(Beginning of DATA LISTING)

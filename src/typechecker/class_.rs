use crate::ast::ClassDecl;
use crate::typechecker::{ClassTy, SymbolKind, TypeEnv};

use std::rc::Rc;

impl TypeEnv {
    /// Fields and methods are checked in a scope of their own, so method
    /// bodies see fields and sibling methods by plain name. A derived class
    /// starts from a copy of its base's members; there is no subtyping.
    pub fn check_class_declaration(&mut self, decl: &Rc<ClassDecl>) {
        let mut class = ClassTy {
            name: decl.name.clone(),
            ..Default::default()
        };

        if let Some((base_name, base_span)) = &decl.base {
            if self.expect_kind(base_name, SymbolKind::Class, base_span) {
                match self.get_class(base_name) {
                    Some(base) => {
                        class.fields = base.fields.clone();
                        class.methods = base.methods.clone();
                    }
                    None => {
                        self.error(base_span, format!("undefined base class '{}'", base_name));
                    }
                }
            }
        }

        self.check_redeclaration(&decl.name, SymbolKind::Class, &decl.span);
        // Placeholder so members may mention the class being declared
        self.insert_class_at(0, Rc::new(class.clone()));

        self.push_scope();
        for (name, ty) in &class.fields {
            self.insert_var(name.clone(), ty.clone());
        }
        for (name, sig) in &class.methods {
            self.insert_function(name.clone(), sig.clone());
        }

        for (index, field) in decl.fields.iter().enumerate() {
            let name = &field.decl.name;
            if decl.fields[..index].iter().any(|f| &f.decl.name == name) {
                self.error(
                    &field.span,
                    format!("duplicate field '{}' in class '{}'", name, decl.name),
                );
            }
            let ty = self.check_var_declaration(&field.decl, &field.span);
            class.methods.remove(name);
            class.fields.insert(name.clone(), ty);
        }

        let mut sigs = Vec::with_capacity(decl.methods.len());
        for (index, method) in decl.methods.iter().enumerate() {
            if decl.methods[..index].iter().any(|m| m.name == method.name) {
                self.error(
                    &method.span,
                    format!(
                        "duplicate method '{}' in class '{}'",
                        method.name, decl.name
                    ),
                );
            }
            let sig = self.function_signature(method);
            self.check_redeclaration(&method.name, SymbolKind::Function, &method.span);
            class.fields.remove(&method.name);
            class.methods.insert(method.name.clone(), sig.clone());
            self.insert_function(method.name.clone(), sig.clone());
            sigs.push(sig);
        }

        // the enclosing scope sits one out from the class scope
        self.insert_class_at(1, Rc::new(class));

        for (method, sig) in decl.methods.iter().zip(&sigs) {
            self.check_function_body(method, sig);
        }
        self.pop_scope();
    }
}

(End of DATA LISTING)

* _TASK STATEMENT_
Return nothing but the lines from the top of the records above through the line that has "A derived class". Keep each one exact.

* _EXPECTED ANSWER_
filename src/typechecker/class_.rs
use crate::ast::ClassDecl;
use crate::typechecker::{ClassTy, SymbolKind, TypeEnv};

use std::rc::Rc;

impl TypeEnv {
    /// Fields and methods are checked in a scope of their own, so method
    /// bodies see fields and sibling methods by plain name. A derived class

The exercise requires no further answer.